Goal of the exercise
For the entries below, repeat exactly each line starting with the one that contains "use std::collections::HashSet;" and going on through the one that contains "local state untouched.", and no others.

Data provided
____

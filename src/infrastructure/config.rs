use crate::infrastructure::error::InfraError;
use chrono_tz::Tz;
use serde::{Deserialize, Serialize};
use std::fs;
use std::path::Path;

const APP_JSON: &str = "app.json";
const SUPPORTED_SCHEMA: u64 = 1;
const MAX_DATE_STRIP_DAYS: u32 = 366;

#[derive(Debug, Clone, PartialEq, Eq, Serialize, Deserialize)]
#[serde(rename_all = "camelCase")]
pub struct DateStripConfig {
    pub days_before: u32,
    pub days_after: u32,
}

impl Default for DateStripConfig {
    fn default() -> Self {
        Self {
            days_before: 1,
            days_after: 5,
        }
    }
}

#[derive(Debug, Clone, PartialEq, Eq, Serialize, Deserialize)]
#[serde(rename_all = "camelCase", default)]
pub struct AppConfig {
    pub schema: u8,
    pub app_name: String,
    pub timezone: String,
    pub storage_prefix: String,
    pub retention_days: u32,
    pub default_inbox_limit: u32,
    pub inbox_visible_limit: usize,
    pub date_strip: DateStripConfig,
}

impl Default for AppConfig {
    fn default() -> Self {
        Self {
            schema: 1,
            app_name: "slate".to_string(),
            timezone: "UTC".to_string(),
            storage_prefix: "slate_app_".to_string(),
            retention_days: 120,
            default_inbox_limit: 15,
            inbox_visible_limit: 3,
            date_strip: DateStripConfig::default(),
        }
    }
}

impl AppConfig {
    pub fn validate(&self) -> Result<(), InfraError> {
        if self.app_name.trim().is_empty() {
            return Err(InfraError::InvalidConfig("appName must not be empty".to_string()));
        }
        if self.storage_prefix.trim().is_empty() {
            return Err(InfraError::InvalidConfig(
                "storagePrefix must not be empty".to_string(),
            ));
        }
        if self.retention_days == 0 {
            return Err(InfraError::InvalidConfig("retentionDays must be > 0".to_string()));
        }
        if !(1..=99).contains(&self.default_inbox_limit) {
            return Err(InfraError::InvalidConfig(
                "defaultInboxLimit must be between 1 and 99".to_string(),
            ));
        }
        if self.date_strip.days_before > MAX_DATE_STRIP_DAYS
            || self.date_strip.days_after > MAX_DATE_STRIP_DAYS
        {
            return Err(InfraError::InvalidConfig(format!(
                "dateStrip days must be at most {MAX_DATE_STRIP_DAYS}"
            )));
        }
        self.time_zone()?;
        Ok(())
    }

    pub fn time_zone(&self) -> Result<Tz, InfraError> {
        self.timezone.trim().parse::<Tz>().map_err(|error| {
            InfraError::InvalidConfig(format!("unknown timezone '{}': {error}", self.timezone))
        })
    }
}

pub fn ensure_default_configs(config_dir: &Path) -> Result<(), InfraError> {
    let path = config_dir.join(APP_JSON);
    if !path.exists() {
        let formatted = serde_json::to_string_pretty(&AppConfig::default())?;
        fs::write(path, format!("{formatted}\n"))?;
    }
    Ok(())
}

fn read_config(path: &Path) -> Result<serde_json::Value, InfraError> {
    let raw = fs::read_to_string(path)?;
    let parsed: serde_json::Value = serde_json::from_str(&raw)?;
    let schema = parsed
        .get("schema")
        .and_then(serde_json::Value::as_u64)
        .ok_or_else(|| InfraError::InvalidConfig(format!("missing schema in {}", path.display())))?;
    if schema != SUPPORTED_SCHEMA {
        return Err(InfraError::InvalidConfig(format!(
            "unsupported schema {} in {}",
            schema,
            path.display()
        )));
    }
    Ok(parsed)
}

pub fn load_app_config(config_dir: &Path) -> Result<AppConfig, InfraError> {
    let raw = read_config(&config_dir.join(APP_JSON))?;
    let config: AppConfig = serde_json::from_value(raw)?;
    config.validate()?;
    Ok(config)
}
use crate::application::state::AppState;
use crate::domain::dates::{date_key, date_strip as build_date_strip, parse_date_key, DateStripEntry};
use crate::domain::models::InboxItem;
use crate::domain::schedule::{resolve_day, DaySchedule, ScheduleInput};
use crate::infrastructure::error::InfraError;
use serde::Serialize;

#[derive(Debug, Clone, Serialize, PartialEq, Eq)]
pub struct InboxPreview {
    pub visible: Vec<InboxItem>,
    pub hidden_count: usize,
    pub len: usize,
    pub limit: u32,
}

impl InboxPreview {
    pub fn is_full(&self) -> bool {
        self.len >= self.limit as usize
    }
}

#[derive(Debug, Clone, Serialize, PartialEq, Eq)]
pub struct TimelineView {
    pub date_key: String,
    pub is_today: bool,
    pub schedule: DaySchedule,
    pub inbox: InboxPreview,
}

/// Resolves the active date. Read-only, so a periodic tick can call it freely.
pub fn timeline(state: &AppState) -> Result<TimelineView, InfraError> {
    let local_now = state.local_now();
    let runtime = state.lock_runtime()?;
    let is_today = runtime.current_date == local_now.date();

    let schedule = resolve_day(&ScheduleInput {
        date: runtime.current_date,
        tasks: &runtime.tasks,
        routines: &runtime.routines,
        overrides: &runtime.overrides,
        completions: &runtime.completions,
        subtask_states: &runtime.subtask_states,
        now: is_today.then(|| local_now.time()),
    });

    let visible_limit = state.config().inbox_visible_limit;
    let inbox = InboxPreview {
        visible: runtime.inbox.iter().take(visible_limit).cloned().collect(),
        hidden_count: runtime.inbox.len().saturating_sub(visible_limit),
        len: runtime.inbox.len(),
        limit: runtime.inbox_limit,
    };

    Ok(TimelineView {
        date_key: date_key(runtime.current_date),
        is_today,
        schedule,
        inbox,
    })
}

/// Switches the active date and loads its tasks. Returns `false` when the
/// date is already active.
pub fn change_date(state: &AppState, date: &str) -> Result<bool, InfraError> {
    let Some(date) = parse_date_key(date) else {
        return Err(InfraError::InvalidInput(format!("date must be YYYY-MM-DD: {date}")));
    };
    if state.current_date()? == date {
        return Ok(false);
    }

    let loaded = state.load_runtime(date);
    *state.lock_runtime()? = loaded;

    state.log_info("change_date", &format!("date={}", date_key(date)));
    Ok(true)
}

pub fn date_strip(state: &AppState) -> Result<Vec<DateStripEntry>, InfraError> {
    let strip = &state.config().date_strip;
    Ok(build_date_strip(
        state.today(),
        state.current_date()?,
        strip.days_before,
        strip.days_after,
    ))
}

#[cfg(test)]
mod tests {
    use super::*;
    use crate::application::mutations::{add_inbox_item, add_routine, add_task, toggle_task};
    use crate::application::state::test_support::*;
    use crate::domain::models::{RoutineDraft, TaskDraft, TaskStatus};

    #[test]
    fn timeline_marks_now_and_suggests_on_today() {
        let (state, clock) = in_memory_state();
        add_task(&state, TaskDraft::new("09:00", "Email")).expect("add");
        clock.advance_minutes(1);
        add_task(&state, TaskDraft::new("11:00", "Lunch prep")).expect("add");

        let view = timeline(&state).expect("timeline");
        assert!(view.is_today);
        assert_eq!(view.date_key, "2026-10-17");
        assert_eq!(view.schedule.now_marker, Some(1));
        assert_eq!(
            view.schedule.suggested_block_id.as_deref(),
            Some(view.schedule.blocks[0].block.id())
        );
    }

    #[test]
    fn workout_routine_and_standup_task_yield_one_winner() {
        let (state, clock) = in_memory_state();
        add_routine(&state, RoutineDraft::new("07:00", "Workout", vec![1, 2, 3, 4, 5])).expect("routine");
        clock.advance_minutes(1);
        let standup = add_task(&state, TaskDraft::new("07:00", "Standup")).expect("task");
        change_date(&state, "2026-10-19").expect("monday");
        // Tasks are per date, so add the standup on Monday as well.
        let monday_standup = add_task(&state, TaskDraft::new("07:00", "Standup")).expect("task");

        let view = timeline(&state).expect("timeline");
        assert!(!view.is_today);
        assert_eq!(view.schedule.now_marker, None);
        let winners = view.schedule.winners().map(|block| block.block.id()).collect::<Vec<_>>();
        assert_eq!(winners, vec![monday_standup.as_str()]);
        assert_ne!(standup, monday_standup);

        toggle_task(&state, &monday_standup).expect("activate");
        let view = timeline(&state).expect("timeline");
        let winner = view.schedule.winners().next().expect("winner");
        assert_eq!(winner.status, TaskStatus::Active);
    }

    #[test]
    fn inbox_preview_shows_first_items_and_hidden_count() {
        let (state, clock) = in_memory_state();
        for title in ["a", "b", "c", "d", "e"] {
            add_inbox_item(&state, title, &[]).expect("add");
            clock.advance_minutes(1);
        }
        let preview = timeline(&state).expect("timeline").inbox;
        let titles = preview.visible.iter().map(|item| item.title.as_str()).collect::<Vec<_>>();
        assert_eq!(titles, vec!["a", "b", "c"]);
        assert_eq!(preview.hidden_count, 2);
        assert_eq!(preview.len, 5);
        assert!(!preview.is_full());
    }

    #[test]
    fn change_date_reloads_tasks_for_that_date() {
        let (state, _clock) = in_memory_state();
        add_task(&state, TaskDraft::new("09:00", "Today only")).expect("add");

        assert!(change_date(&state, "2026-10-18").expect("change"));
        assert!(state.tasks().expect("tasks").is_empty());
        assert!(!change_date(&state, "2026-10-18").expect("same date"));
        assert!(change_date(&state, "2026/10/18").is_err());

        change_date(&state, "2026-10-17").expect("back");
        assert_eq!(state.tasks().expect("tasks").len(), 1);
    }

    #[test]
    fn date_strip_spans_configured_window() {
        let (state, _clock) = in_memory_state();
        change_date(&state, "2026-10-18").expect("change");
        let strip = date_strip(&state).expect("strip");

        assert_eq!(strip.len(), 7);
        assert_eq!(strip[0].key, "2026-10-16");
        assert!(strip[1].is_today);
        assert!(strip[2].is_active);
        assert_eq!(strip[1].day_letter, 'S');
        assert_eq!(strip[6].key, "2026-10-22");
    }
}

____

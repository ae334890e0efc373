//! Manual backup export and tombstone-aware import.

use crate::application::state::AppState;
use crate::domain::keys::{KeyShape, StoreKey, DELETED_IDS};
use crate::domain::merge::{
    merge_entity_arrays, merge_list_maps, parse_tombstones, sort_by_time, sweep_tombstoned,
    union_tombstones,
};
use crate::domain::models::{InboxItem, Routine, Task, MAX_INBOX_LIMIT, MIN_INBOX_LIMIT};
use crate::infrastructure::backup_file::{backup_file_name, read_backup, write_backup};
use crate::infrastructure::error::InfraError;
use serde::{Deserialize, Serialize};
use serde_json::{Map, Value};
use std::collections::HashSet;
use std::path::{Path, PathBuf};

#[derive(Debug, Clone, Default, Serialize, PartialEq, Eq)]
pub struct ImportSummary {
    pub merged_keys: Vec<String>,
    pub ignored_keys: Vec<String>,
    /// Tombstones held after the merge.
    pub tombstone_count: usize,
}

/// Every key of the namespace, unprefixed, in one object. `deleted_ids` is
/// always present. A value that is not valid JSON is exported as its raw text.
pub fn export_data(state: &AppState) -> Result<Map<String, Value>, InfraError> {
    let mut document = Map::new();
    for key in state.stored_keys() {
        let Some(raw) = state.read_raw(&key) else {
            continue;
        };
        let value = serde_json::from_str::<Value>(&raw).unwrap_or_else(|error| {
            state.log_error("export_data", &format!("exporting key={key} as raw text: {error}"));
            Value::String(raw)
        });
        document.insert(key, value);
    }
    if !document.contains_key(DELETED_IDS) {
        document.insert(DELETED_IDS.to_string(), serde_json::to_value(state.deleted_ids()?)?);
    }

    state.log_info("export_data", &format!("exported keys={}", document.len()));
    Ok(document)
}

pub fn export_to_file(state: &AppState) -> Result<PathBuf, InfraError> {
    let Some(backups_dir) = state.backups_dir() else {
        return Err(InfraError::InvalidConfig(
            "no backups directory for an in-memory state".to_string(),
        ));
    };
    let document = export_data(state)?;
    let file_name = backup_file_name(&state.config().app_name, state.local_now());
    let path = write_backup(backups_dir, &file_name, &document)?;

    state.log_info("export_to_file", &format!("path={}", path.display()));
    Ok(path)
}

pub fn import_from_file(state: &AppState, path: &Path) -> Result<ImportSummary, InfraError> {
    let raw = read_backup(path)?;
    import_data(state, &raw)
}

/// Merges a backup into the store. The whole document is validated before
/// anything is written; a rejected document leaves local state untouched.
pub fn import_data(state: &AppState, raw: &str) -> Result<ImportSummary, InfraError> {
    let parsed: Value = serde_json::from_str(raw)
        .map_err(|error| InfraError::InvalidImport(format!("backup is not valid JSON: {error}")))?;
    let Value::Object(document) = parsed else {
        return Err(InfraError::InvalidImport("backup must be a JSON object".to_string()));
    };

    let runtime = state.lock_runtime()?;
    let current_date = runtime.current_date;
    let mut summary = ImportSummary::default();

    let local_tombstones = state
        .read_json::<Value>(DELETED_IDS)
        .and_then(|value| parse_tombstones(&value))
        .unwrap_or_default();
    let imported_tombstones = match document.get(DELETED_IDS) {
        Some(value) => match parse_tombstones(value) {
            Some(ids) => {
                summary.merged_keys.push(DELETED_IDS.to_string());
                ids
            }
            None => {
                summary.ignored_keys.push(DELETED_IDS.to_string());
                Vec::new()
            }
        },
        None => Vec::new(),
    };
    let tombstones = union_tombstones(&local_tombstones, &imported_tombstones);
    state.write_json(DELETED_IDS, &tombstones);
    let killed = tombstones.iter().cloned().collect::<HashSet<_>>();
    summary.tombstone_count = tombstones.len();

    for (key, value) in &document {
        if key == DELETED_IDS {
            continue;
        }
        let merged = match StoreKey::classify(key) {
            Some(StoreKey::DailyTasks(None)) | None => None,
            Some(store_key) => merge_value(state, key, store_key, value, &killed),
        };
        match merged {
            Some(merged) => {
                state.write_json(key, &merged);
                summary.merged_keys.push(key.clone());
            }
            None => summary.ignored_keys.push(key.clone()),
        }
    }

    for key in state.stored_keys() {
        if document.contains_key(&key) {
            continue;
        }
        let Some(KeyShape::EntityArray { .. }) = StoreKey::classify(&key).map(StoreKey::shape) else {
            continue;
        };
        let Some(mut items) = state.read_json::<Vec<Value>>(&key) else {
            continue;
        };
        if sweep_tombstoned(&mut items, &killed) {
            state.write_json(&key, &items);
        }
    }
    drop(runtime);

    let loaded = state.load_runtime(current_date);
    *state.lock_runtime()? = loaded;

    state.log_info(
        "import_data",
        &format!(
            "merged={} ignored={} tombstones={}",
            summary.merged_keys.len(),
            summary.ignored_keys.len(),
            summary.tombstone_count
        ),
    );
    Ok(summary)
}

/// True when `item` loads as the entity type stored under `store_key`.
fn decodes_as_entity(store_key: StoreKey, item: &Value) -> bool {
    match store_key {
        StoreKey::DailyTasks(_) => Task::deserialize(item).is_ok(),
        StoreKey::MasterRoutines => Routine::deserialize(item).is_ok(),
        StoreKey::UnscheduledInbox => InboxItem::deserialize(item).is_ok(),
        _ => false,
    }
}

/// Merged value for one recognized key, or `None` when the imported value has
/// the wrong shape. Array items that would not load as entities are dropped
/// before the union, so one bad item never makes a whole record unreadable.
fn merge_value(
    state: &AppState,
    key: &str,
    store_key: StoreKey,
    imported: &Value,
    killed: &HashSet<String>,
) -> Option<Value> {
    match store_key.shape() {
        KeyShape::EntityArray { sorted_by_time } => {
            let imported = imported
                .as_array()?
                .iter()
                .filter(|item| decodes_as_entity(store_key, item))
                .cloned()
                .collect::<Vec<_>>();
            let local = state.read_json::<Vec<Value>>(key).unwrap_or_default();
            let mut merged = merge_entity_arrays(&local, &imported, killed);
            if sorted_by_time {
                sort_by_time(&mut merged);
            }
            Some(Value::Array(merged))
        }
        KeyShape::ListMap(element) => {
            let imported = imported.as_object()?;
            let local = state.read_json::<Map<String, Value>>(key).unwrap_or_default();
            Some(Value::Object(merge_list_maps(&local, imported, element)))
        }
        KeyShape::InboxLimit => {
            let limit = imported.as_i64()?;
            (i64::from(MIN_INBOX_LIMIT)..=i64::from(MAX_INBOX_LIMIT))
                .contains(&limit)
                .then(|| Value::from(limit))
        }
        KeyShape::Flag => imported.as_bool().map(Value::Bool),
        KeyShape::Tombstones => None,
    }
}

____

Output below
use std::collections::HashSet;
use std::path::{Path, PathBuf};

#[derive(Debug, Clone, Default, Serialize, PartialEq, Eq)]
pub struct ImportSummary {
    pub merged_keys: Vec<String>,
    pub ignored_keys: Vec<String>,
    /// Tombstones held after the merge.
    pub tombstone_count: usize,
}

/// Every key of the namespace, unprefixed, in one object. `deleted_ids` is
/// always present. A value that is not valid JSON is exported as its raw text.
pub fn export_data(state: &AppState) -> Result<Map<String, Value>, InfraError> {
    let mut document = Map::new();
    for key in state.stored_keys() {
        let Some(raw) = state.read_raw(&key) else {
            continue;
        };
        let value = serde_json::from_str::<Value>(&raw).unwrap_or_else(|error| {
            state.log_error("export_data", &format!("exporting key={key} as raw text: {error}"));
            Value::String(raw)
        });
        document.insert(key, value);
    }
    if !document.contains_key(DELETED_IDS) {
        document.insert(DELETED_IDS.to_string(), serde_json::to_value(state.deleted_ids()?)?);
    }

    state.log_info("export_data", &format!("exported keys={}", document.len()));
    Ok(document)
}

pub fn export_to_file(state: &AppState) -> Result<PathBuf, InfraError> {
    let Some(backups_dir) = state.backups_dir() else {
        return Err(InfraError::InvalidConfig(
            "no backups directory for an in-memory state".to_string(),
        ));
    };
    let document = export_data(state)?;
    let file_name = backup_file_name(&state.config().app_name, state.local_now());
    let path = write_backup(backups_dir, &file_name, &document)?;

    state.log_info("export_to_file", &format!("path={}", path.display()));
    Ok(path)
}

pub fn import_from_file(state: &AppState, path: &Path) -> Result<ImportSummary, InfraError> {
    let raw = read_backup(path)?;
    import_data(state, &raw)
}

/// Merges a backup into the store. The whole document is validated before
/// anything is written; a rejected document leaves local state untouched.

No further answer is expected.